──────── Data shown

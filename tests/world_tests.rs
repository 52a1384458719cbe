//! Local KV and world tests: on-disk layout, cache behavior, watch
//! notifications, cancellation, and the exchange store.

use converge::engine::CancelToken;
use converge::world::{LocalKv, LocalWorld, WireRes, World};
use converge::EngineError;

#[tokio::test]
async fn get_of_absent_key_is_none() {
    let dir = tempfile::tempdir().expect("tempdir");
    let kv = LocalKv::new(dir.path().join("value"));
    let ctx = CancelToken::new();
    assert_eq!(kv.get(&ctx, "missing").await.expect("get"), None);
}

#[tokio::test]
async fn set_then_get_round_trips() {
    let dir = tempfile::tempdir().expect("tempdir");
    let kv = LocalKv::new(dir.path().join("value"));
    let ctx = CancelToken::new();

    kv.set(&ctx, "greeting", "hello world").await.expect("set");
    assert_eq!(
        kv.get(&ctx, "greeting").await.expect("get"),
        Some("hello world".to_string())
    );

    // a fresh store over the same directory reads through the files
    let cold = LocalKv::new(dir.path().join("value"));
    assert_eq!(
        cold.get(&ctx, "greeting").await.expect("cold get"),
        Some("hello world".to_string())
    );
}

#[tokio::test]
async fn on_disk_format_is_base64_with_trailing_newline() {
    let dir = tempfile::tempdir().expect("tempdir");
    let kv = LocalKv::new(dir.path().join("value"));
    let ctx = CancelToken::new();
    kv.set(&ctx, "k", "hello").await.expect("set");

    let raw = std::fs::read_to_string(dir.path().join("value").join("k")).expect("read file");
    assert_eq!(raw, "aGVsbG8=\n");
}

#[cfg(unix)]
#[tokio::test]
async fn on_disk_permissions_are_restrictive() {
    use std::os::unix::fs::PermissionsExt;

    let dir = tempfile::tempdir().expect("tempdir");
    let kv = LocalKv::new(dir.path().join("value"));
    let ctx = CancelToken::new();
    kv.set(&ctx, "secret", "v").await.expect("set");

    let dir_mode = std::fs::metadata(dir.path().join("value"))
        .expect("dir meta")
        .permissions()
        .mode();
    assert_eq!(dir_mode & 0o777, 0o755);
    let file_mode = std::fs::metadata(dir.path().join("value").join("secret"))
        .expect("file meta")
        .permissions()
        .mode();
    assert_eq!(file_mode & 0o777, 0o600);
}

#[tokio::test]
async fn watchers_are_level_triggered() {
    let dir = tempfile::tempdir().expect("tempdir");
    let kv = LocalKv::new(dir.path().join("value"));
    let ctx = CancelToken::new();

    let mut watcher = kv.watch("k");
    // two writes coalesce into at least one pending notification
    kv.set(&ctx, "k", "v1").await.expect("set");
    kv.set(&ctx, "k", "v2").await.expect("set");
    assert!(watcher.recv().await.is_some());

    // an unrelated key does not notify this watcher
    kv.set(&ctx, "other", "v").await.expect("set");
    assert!(watcher.try_recv().is_err());

    // deletion notifies too
    kv.del(&ctx, "k").await.expect("del");
    assert!(watcher.recv().await.is_some());
    assert_eq!(kv.get(&ctx, "k").await.expect("get"), None);
}

#[tokio::test]
async fn cancelled_context_aborts_operations() {
    let dir = tempfile::tempdir().expect("tempdir");
    let kv = LocalKv::new(dir.path().join("value"));
    let ctx = CancelToken::new();
    ctx.cancel();

    assert!(matches!(
        kv.set(&ctx, "k", "v").await,
        Err(EngineError::Cancelled)
    ));
    assert!(matches!(
        kv.get(&ctx, "k").await,
        Err(EngineError::Cancelled)
    ));
    // nothing surfaced to readers
    let fresh = CancelToken::new();
    assert_eq!(kv.get(&fresh, "k").await.expect("get"), None);
}

#[tokio::test]
async fn keys_with_path_separators_are_rejected() {
    let dir = tempfile::tempdir().expect("tempdir");
    let kv = LocalKv::new(dir.path().join("value"));
    let ctx = CancelToken::new();
    assert!(kv.set(&ctx, "a/b", "v").await.is_err());
    assert!(kv.set(&ctx, "..", "v").await.is_err());
    assert!(kv.set(&ctx, "", "v").await.is_err());
}

#[tokio::test]
async fn exchange_store_is_idempotent_and_filters_by_host() {
    let dir = tempfile::tempdir().expect("tempdir");
    let world = LocalWorld::new(dir.path().to_path_buf(), "h1");

    let wire = |host: &str, data: &str| WireRes {
        kind: "noop".to_string(),
        name: "x".to_string(),
        host: host.to_string(),
        data: data.to_string(),
    };
    world.export_resource(wire("h1", "one")).await.expect("export");
    world.export_resource(wire("*", "any")).await.expect("export");
    // re-export replaces in place
    world.export_resource(wire("h1", "two")).await.expect("export");

    let collected = world.collect_resources("noop", "h1").await.expect("collect");
    assert_eq!(collected.len(), 2);
    assert!(collected.iter().any(|w| w.data == "two"));
    assert!(collected.iter().any(|w| w.data == "any"));

    let elsewhere = world.collect_resources("noop", "h9").await.expect("collect");
    assert_eq!(elsewhere.len(), 1); // only the wildcard

    world
        .unexport_resource("noop", "x", "h1")
        .await
        .expect("unexport");
    let after = world.collect_resources("noop", "h1").await.expect("collect");
    assert_eq!(after.len(), 1);
}

#[tokio::test]
async fn string_and_map_stores_work_through_the_world_trait() {
    let dir = tempfile::tempdir().expect("tempdir");
    let world = LocalWorld::new(dir.path().to_path_buf(), "h1");

    world.str_set("k", "v").await.expect("set");
    assert_eq!(world.str_get("k").await.expect("get"), Some("v".to_string()));

    world.map_set("ns", "a", "1").await.expect("map set");
    world.map_set("ns", "b", "2").await.expect("map set");
    world.map_del("ns", "a").await.expect("map del");
    let all = world.map_all("ns").await.expect("map all");
    assert_eq!(all.len(), 1);
    assert_eq!(all.get("b"), Some(&"2".to_string()));

    assert_eq!(
        world.scheduled("ns", 1).await.expect("scheduled"),
        vec!["h1".to_string()]
    );
    assert_eq!(world.hostname(), "h1");
}
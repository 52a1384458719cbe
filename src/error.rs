//! Error types for the convergence engine
//!
//! Every subsystem funnels into [`EngineError`]. The worker retry layer
//! keys off [`EngineError::is_transient`] and [`EngineError::is_cancelled`]:
//! transient errors consume the per-resource retry budget, cancellation is
//! always a clean exit and never counted against it.

use thiserror::Error;

use crate::graph::GraphError;
use crate::types::TypeError;

/// Result type for engine operations
pub type EngineResult<T> = Result<T, EngineError>;

/// Comprehensive error type for the convergence engine
#[derive(Error, Debug)]
pub enum EngineError {
    /// Resource failed validation before it ever ran
    #[error("validate error: {0}")]
    Validate(String),

    /// Resource init failed; fatal for the vertex, aborts a graph swap
    #[error("init error: {0}")]
    Init(String),

    /// Watch loop failure, consumed by the retry budget
    #[error("watch error: {0}")]
    Watch(String),

    /// CheckApply failure, consumed by the retry budget
    #[error("apply error: {0}")]
    Apply(String),

    /// Clean shutdown via context cancellation
    #[error("operation cancelled")]
    Cancelled,

    /// Send/recv wiring impossibility, surfaced at graph assembly
    #[error("send/recv error: {0}")]
    SendRecv(String),

    /// Retry budget exhausted for a vertex
    #[error("retry budget exhausted for {0}")]
    RetryExhausted(String),

    /// Pause/resume protocol violation
    #[error("pause protocol error: {0}")]
    Pause(String),

    /// Local or cluster store failure
    #[error("store error: {0}")]
    Store(String),

    /// World (cluster side-effect) failure
    #[error("world error: {0}")]
    World(String),

    /// Engine is shutting down
    #[error("shutdown in progress")]
    Shutdown,

    /// Type unification failure
    #[error(transparent)]
    Type(#[from] TypeError),

    /// Graph structure failure (cycles, duplicates, incompatible merges)
    #[error(transparent)]
    Graph(#[from] GraphError),

    /// Internal invariant violation
    #[error("internal error: {0}")]
    Internal(String),

    /// Arbitrary error context from resource implementations
    #[error(transparent)]
    Other(#[from] anyhow::Error),
}

impl EngineError {
    /// Whether this error is a clean cancellation (never retried, never
    /// counted against the retry budget).
    pub fn is_cancelled(&self) -> bool {
        matches!(self, EngineError::Cancelled | EngineError::Shutdown)
    }

    /// Whether the retry layer may consume budget and try again.
    ///
    /// Validation, init, type, and graph errors are permanent for the
    /// vertex or the assembly; everything runtime-flavored is transient.
    pub fn is_transient(&self) -> bool {
        matches!(
            self,
            EngineError::Watch(_)
                | EngineError::Apply(_)
                | EngineError::Store(_)
                | EngineError::World(_)
                | EngineError::Other(_)
        )
    }
}

impl From<std::io::Error> for EngineError {
    fn from(err: std::io::Error) -> Self {
        EngineError::Store(err.to_string())
    }
}

impl From<serde_json::Error> for EngineError {
    fn from(err: serde_json::Error) -> Self {
        EngineError::Store(format!("serialization: {}", err))
    }
}

#[cfg(test)]
mod tests {
    use super::*;

    #[test]
    fn cancelled_is_not_transient() {
        assert!(EngineError::Cancelled.is_cancelled());
        assert!(!EngineError::Cancelled.is_transient());
    }

    #[test]
    fn apply_errors_are_transient() {
        let err = EngineError::Apply("disk full".to_string());
        assert!(err.is_transient());
        assert!(!err.is_cancelled());
    }

    #[test]
    fn validate_errors_are_permanent() {
        let err = EngineError::Validate("bad field".to_string());
        assert!(!err.is_transient());
    }
}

────────────────

# Your assignment:
Restate the data word for word. Begin at its first line, end at the line that contains "through the files", and include both.

# Exercise answer:
filename tests/world_tests.rs
repository 52a1384458719cbe
//! Local KV and world tests: on-disk layout, cache behavior, watch
//! notifications, cancellation, and the exchange store.

use converge::engine::CancelToken;
use converge::world::{LocalKv, LocalWorld, WireRes, World};
use converge::EngineError;

#[tokio::test]
async fn get_of_absent_key_is_none() {
    let dir = tempfile::tempdir().expect("tempdir");
    let kv = LocalKv::new(dir.path().join("value"));
    let ctx = CancelToken::new();
    assert_eq!(kv.get(&ctx, "missing").await.expect("get"), None);
}

#[tokio::test]
async fn set_then_get_round_trips() {
    let dir = tempfile::tempdir().expect("tempdir");
    let kv = LocalKv::new(dir.path().join("value"));
    let ctx = CancelToken::new();

    kv.set(&ctx, "greeting", "hello world").await.expect("set");
    assert_eq!(
        kv.get(&ctx, "greeting").await.expect("get"),
        Some("hello world".to_string())
    );

    // a fresh store over the same directory reads through the files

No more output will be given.